On retrouve les deux protagonistes quelques années plus tard, au lycée, où ils se rencontreront et deviendront amis. 

Ça c’est le postulat de base. 

Les années passant on suit Mattia et Alice dans des moments charnières. On les quitte pendant cinq ans, pour les retrouver grandit, et toujours amis.

Mattia pensait qu’Alice et lui étaient deux nombres premiers jumeaux, isolés et perdus, proches mais pas assez pour se frôler vraiment. 

Ce livre m’a souvent fait penser à Un jour de David Nicholls, un roman où il est question de deux amis amoureux l’un de l’autre mais qui n’arrive pas à sauter le pas et qui préfère donc être malheureux de leur côté plutôt qu’heureux ensemble.
Pour moi La Solitude des nombres premiers c’est exactement ça. 

Le lecteur sait aussi bien que les personnages qu’ils s’aiment et pourtant il ne se passe rien… C’est le point négatif de ma lecture. J’avais peur que ce soit trop fleurs bleues en mode « on finit ensemble parce qu’on est des âmes soeurs » donc de ce point de vue là je n’ai rien à dire, mais je trouve que c’est un véritable gâchis — je ne suis jamais contente, je sais. 

Au-delà de ça j’ai adoré ma lecture. C’était hyper addictif, je lisais un chapitre j’avais directement envie d’en lire un autre. 
Mattie comme Alice sont des personnages que j’ai adorés, ils sont puissants, intéressants, recherchés. Je trouve que tout se passe dans les premiers chapitres.

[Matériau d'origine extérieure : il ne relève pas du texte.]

pub mod agent;
pub mod doctor;
pub mod gateway;
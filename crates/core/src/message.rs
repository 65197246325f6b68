//! Message and conversation-turn domain types.
//!
//! A chat request arrives as a new user message plus the visible history;
//! the history is expanded into role-tagged [`Message`]s before being sent to
//! the model together with the system prompt.

use serde::{Deserialize, Serialize};

/// The role of a message sender in a conversation.
#[derive(Debug, Clone, Copy, PartialEq, Eq, Serialize, Deserialize)]
#[serde(rename_all = "lowercase")]
pub enum Role {
    /// The site visitor
    User,
    /// The AI assistant
    Assistant,
    /// System instructions (identity, knowledge, rules)
    System,
    /// Tool execution result
    Tool,
}

/// A single message in a conversation.
#[derive(Debug, Clone, PartialEq, Serialize, Deserialize)]
pub struct Message {
    /// Who sent this message
    pub role: Role,

    /// The text content
    pub content: String,

    /// Tool calls requested by the assistant (if any)
    #[serde(default, skip_serializing_if = "Vec::is_empty")]
    pub tool_calls: Vec<MessageToolCall>,

    /// If this is a tool result, which tool call it responds to
    #[serde(default, skip_serializing_if = "Option::is_none")]
    pub tool_call_id: Option<String>,
}

impl Message {
    fn with_role(role: Role, content: impl Into<String>) -> Self {
        Self {
            role,
            content: content.into(),
            tool_calls: Vec::new(),
            tool_call_id: None,
        }
    }

    /// Create a new user message.
    pub fn user(content: impl Into<String>) -> Self {
        Self::with_role(Role::User, content)
    }

    /// Create a new assistant message.
    pub fn assistant(content: impl Into<String>) -> Self {
        Self::with_role(Role::Assistant, content)
    }

    /// Create a new system message.
    pub fn system(content: impl Into<String>) -> Self {
        Self::with_role(Role::System, content)
    }

    /// Create a tool result message.
    pub fn tool_result(tool_call_id: impl Into<String>, content: impl Into<String>) -> Self {
        Self {
            tool_call_id: Some(tool_call_id.into()),
            ..Self::with_role(Role::Tool, content)
        }
    }
}

/// A tool call embedded in an assistant message.
#[derive(Debug, Clone, PartialEq, Serialize, Deserialize)]
pub struct MessageToolCall {
    /// Unique ID for this tool call
    pub id: String,

    /// Name of the tool to invoke
    pub name: String,

    /// Arguments as JSON string
    pub arguments: String,
}

/// One earlier exchange as shown in the chat widget.
///
/// Serialized as a two-element array `["user text", "assistant text" | null]`.
#[derive(Debug, Clone, PartialEq, Serialize, Deserialize)]
pub struct ChatTurn(pub String, pub Option<String>);

impl ChatTurn {
    pub fn new(user: impl Into<String>, assistant: Option<String>) -> Self {
        Self(user.into(), assistant)
    }

    pub fn user(&self) -> &str {
        &self.0
    }

    /// The assistant's reply, if there was a non-empty one.
    pub fn assistant(&self) -> Option<&str> {
        self.1.as_deref().filter(|s| !s.is_empty())
    }
}

/// Expand history turns into role-tagged messages, preserving order.
pub fn format_history(history: &[ChatTurn]) -> Vec<Message> {
    let mut messages = Vec::with_capacity(history.len() * 2);
    for turn in history {
        messages.push(Message::user(turn.user()));
        if let Some(reply) = turn.assistant() {
            messages.push(Message::assistant(reply));
        }
    }
    messages
}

Si on ressent de l’empathie pour eux à ce moment, alors on en ressentira durant toute la lecture. 

Ils vivaient la lente et invisible compénétration de leurs univers, tels deux astres qui gravitent autour d’un axe commun, dans des orbites de plus en plus étroites, et dont le destin évident consiste à coalescer quelque part dans l’espace et le temps.

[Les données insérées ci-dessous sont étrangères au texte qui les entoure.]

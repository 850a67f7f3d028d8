/* src/registry/mod.rs */

//!
//! Type-keyed singleton container.

mod cycle;
mod read;
mod write;

use std::any::{Any, TypeId};
use std::collections::HashMap;
use std::sync::atomic::AtomicU64;
use std::sync::{Arc, Mutex, PoisonError};

use arc_swap::ArcSwap;

use crate::Meta;
use crate::lock::ConstructLock;
use cycle::WaitGraph;

#[derive(Clone)]
pub(crate) struct Slot {
	pub(crate) value: Arc<dyn Any + Send + Sync>,
	pub(crate) type_name: &'static str,
	pub(crate) meta: Meta,
}

/// Holds at most one instance per type.
///
/// Uses RCU (Read-Copy-Update) for lock-free reads. Construction of each type
/// is double-checked under its own lock, so a constructor may resolve other
/// types from the same registry.
///
/// A dependency cycle fails with [`ProvideError::Reentrant`](crate::ProvideError::Reentrant)
/// instead of deadlocking, whether the cycle stays on one thread or spans
/// several (A needs B on one thread while B needs A on another).
pub struct Registry {
	pub(crate) inner: ArcSwap<HashMap<TypeId, Slot>>,
	pub(crate) locks: Mutex<HashMap<TypeId, Arc<ConstructLock>>>,
	pub(crate) graph: Mutex<WaitGraph>,
	pub(crate) constructions: AtomicU64,
}

impl Registry {
	/// Creates a new empty registry.
	pub fn new() -> Self {
		Self {
			inner: ArcSwap::from_pointee(HashMap::new()),
			locks: Mutex::new(HashMap::new()),
			graph: Mutex::new(WaitGraph::default()),
			constructions: AtomicU64::new(0),
		}
	}

	/// Returns the construction lock for `id`, creating it on first use.
	pub(crate) fn type_lock(&self, id: TypeId) -> Arc<ConstructLock> {
		let mut locks = self.locks.lock().unwrap_or_else(PoisonError::into_inner);
		Arc::clone(
			locks
				.entry(id)
				.or_insert_with(|| Arc::new(ConstructLock::new())),
		)
	}
}

impl Default for Registry {
	fn default() -> Self {
		Self::new()
	}
}

impl std::fmt::Debug for Registry {
	fn fmt(&self, f: &mut std::fmt::Formatter<'_>) -> std::fmt::Result {
		f.debug_struct("Registry")
			.field("types", &self.type_names())
			.finish()
	}
}
/* src/provider/event.rs */

use std::sync::Arc;

use super::Meta;

/// Events emitted by a provider on construction.
#[derive(Debug)]
pub enum ProvideEvent<T> {
	/// An instance was constructed and published.
	Constructed {
		name: String,
		value: Arc<T>,
		meta: Meta,
	},
	/// An unsynchronized race published a second instance over the first.
	Replaced {
		name: String,
		old: Arc<T>,
		new: Arc<T>,
		meta: Meta,
	},
	/// Construction failed; the provider stays uninitialized.
	Failed { name: String, attempt: u64 },
}

impl<T> Clone for ProvideEvent<T> {
	fn clone(&self) -> Self {
		match self {
			ProvideEvent::Constructed { name, value, meta } => ProvideEvent::Constructed {
				name: name.clone(),
				value: Arc::clone(value),
				meta: meta.clone(),
			},
			ProvideEvent::Replaced {
				name,
				old,
				new,
				meta,
			} => ProvideEvent::Replaced {
				name: name.clone(),
				old: Arc::clone(old),
				new: Arc::clone(new),
				meta: meta.clone(),
			},
			ProvideEvent::Failed { name, attempt } => ProvideEvent::Failed {
				name: name.clone(),
				attempt: *attempt,
			},
		}
	}
}
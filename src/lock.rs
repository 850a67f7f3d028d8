/* src/lock.rs */

//!
//! Construction lock shared by [`Provider`](crate::Provider) and
//! [`Registry`](crate::Registry).

use std::sync::{Mutex, MutexGuard, PoisonError};
use std::thread::{self, ThreadId};

/// Mutual exclusion for a construction critical section.
///
/// Remembers the owning thread so a constructor that asks for its own
/// instance gets refused instead of deadlocking.
pub(crate) struct ConstructLock {
	lock: Mutex<()>,
	owner: Mutex<Option<ThreadId>>,
}

impl ConstructLock {
	pub(crate) const fn new() -> Self {
		Self {
			lock: Mutex::new(()),
			owner: Mutex::new(None),
		}
	}

	/// Blocks until the lock is free.
	///
	/// Returns `None` if the calling thread already holds it.
	pub(crate) fn acquire(&self) -> Option<ConstructLockGuard<'_>> {
		let current = thread::current().id();
		if *self.owner() == Some(current) {
			return None;
		}

		// A panicking constructor poisons the mutex. The protected data is `()`
		// and the provider state is restored by its own guard, so recover.
		let guard = self.lock.lock().unwrap_or_else(PoisonError::into_inner);
		*self.owner() = Some(current);

		Some(ConstructLockGuard {
			owner: &self.owner,
			_guard: guard,
		})
	}

	fn owner(&self) -> MutexGuard<'_, Option<ThreadId>> {
		self.owner.lock().unwrap_or_else(PoisonError::into_inner)
	}
}

pub(crate) struct ConstructLockGuard<'a> {
	owner: &'a Mutex<Option<ThreadId>>,
	_guard: MutexGuard<'a, ()>,
}

impl Drop for ConstructLockGuard<'_> {
	fn drop(&mut self) {
		// Runs before `_guard` is released.
		*self.owner.lock().unwrap_or_else(PoisonError::into_inner) = None;
	}
}

#[cfg(test)]
mod tests {
	use super::*;
	use std::sync::Arc;

	#[test]
	fn test_reacquire_on_same_thread_is_refused() {
		let lock = ConstructLock::new();
		let guard = lock.acquire();
		assert!(guard.is_some());
		assert!(lock.acquire().is_none());
		drop(guard);
		assert!(lock.acquire().is_some());
	}

	#[test]
	fn test_other_thread_waits_for_release() {
		let lock = Arc::new(ConstructLock::new());
		let guard = lock.acquire();

		let contender = {
			let lock = Arc::clone(&lock);
			thread::spawn(move || lock.acquire().is_some())
		};

		drop(guard);
		assert!(contender.join().unwrap());
	}
}
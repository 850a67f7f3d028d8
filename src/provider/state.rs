/* src/provider/state.rs */

use std::sync::atomic::{AtomicU8, Ordering};

/// Lifecycle of a provider's instance.
///
/// `Ready` is terminal. A failed construction returns to `Uninitialized`.
#[derive(Debug, Clone, Copy, PartialEq, Eq)]
pub enum State {
	Uninitialized,
	Constructing,
	Ready,
}

impl State {
	const fn to_raw(self) -> u8 {
		match self {
			State::Uninitialized => 0,
			State::Constructing => 1,
			State::Ready => 2,
		}
	}

	const fn from_raw(raw: u8) -> Self {
		match raw {
			0 => State::Uninitialized,
			1 => State::Constructing,
			_ => State::Ready,
		}
	}
}

pub(crate) struct AtomicState(AtomicU8);

impl AtomicState {
	pub(crate) const fn new(state: State) -> Self {
		Self(AtomicU8::new(state.to_raw()))
	}

	pub(crate) fn load(&self) -> State {
		State::from_raw(self.0.load(Ordering::Acquire))
	}

	/// `Uninitialized -> Constructing`. Returns false if another thread is
	/// already constructing (only possible without a lock).
	pub(crate) fn begin(&self) -> bool {
		self.0
			.compare_exchange(
				State::Uninitialized.to_raw(),
				State::Constructing.to_raw(),
				Ordering::AcqRel,
				Ordering::Acquire,
			)
			.is_ok()
	}

	/// `Constructing -> Ready`.
	pub(crate) fn publish(&self) {
		self.0.store(State::Ready.to_raw(), Ordering::Release);
	}

	/// `Constructing -> Uninitialized`. A `Ready` state is left untouched.
	pub(crate) fn abort(&self) {
		let _ = self.0.compare_exchange(
			State::Constructing.to_raw(),
			State::Uninitialized.to_raw(),
			Ordering::AcqRel,
			Ordering::Acquire,
		);
	}
}
/* src/provider/cell/mod.rs */

mod access;
mod construct;
mod read;

use std::borrow::Cow;
use std::convert::Infallible;
use std::fmt;
use std::marker::PhantomData;
use std::sync::atomic::AtomicU64;

use arc_swap::ArcSwapOption;

use super::state::AtomicState;
#[cfg(feature = "events")]
use super::ProvideEvent;
use super::{Entry, Policy, ProvideError, State};
use crate::lock::ConstructLock;

/// Default event channel capacity.
pub const DEFAULT_EVENT_CAPACITY: usize = 16;

/// Hands out one shared instance of `T`, built by `F` under a [`Policy`].
///
/// The published instance lives in an [`ArcSwapOption`], so reads of a
/// constructed instance are a single atomic load with acquire semantics and
/// never observe a partially built value.
///
/// The lazy constructors are `const`, so a provider can be a `static`:
///
/// ```
/// use onehold::Provider;
/// use std::convert::Infallible;
///
/// fn connect() -> Result<String, Infallible> {
/// 	Ok("pool".to_string())
/// }
///
/// static POOL: Provider<String> = Provider::double_checked(connect);
///
/// let a = POOL.get_instance().unwrap();
/// let b = POOL.get_instance().unwrap();
/// assert!(std::sync::Arc::ptr_eq(&a, &b));
/// ```
pub struct Provider<T, E = Infallible, F = fn() -> Result<T, E>> {
	pub(crate) slot: ArcSwapOption<Entry<T>>,
	pub(crate) state: AtomicState,
	pub(crate) lock: ConstructLock,
	pub(crate) policy: Policy,
	pub(crate) name: Option<Cow<'static, str>>,
	pub(crate) init: F,
	pub(crate) attempts: AtomicU64,
	pub(crate) constructions: AtomicU64,
	#[cfg(feature = "events")]
	pub(crate) events: std::sync::OnceLock<tokio::sync::broadcast::Sender<ProvideEvent<T>>>,
	#[cfg(feature = "events")]
	pub(crate) event_capacity: usize,
	pub(crate) _error: PhantomData<fn() -> E>,
}

impl<T, E, F> Provider<T, E, F>
where
	F: Fn() -> Result<T, E>,
{
	pub(crate) const fn with_parts(policy: Policy, name: Option<Cow<'static, str>>, init: F) -> Self {
		Self {
			slot: ArcSwapOption::const_empty(),
			state: AtomicState::new(State::Uninitialized),
			lock: ConstructLock::new(),
			policy,
			name,
			init,
			attempts: AtomicU64::new(0),
			constructions: AtomicU64::new(0),
			#[cfg(feature = "events")]
			events: std::sync::OnceLock::new(),
			#[cfg(feature = "events")]
			event_capacity: DEFAULT_EVENT_CAPACITY,
			_error: PhantomData,
		}
	}

	/// Builds the instance now and returns a provider that is already `Ready`.
	pub fn eager(init: F) -> Result<Self, ProvideError<E>> {
		Self::with_policy(Policy::Eager, init)
	}

	/// Lazy provider without synchronization. See [`Policy::Unsynchronized`].
	pub const fn unsynchronized(init: F) -> Self {
		Self::with_parts(Policy::Unsynchronized, None, init)
	}

	/// Lazy provider that locks on every access.
	pub const fn synchronized(init: F) -> Self {
		Self::with_parts(Policy::Synchronized, None, init)
	}

	/// Lazy provider that locks only while no instance exists.
	pub const fn double_checked(init: F) -> Self {
		Self::with_parts(Policy::DoubleChecked, None, init)
	}

	/// Creates a provider for a policy chosen at runtime.
	///
	/// Fails only for [`Policy::Eager`], when the construction fails.
	pub fn with_policy(policy: Policy, init: F) -> Result<Self, ProvideError<E>> {
		let provider = Self::with_parts(policy, None, init);
		provider.prime()?;
		Ok(provider)
	}

	/// Constructs immediately if the policy is eager.
	pub(crate) fn prime(&self) -> Result<(), ProvideError<E>> {
		if !self.policy.is_lazy() {
			self.construct()?;
		}
		Ok(())
	}

	/// Sets the name used in errors, events and logs.
	pub fn named(mut self, name: impl Into<Cow<'static, str>>) -> Self {
		self.name = Some(name.into());
		self
	}
}

impl<T, E, F> fmt::Debug for Provider<T, E, F> {
	fn fmt(&self, f: &mut fmt::Formatter<'_>) -> fmt::Result {
		f.debug_struct("Provider")
			.field("name", &self.name())
			.field("policy", &self.policy)
			.field("state", &self.state.load())
			.field("constructions", &self.constructions())
			.finish()
	}
}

J’ai tellement accroché aux personnages et à leurs histoires que j’ai laissé de côté le roman pendant une semaine. Il me restait 80 pages mais je ne pouvais pas le finir. Je ne voulais pas les quitter, je ne voulais pas connaître la fin. Je voulais simplement rester dans cet entre-deux, celui où on a fait la découverte de vies et qu’on n’est pas encore prêt à connaître le fin mot. 

Mais il a bien fallu arriver au bout, accepter de refermer le livre et quitter cette histoire. 
J’aimerais une suite parce que le sentiment d’inachevé que je ressens refuse de s’en aller. Il n’y en aura pas, j’en ai bien conscience — elle aurait été écrite depuis bien longtemps sinon ! 
Alors j’ai lu les dernières pages et j’ai été déçue, déçue de voir la solitude triompher, de voir les non-dits gagner tellement de terrain qu’ils demeurent au centre de leur vie. 

Il y avait eu cet épisode, et il y en avait eu de nombreux autres, qu’elle avait oubliées, car l’amour de ceux que nous n’aimons pas se dépose à la surface de nos pensées et s’évapore en toute hâte.

La Solitude des nombres premiers est un très beau livre, bien construit, prenant dès la première page et aussi désespérément pessimiste. 

Mattie et Alice sont des personnages qui risquent de rester longtemps avec moi, des personnages pour lesquels j’éprouve une sympathie sans bornes, des personnages avec lesquels j’ai vibré, et appréhendé la fin.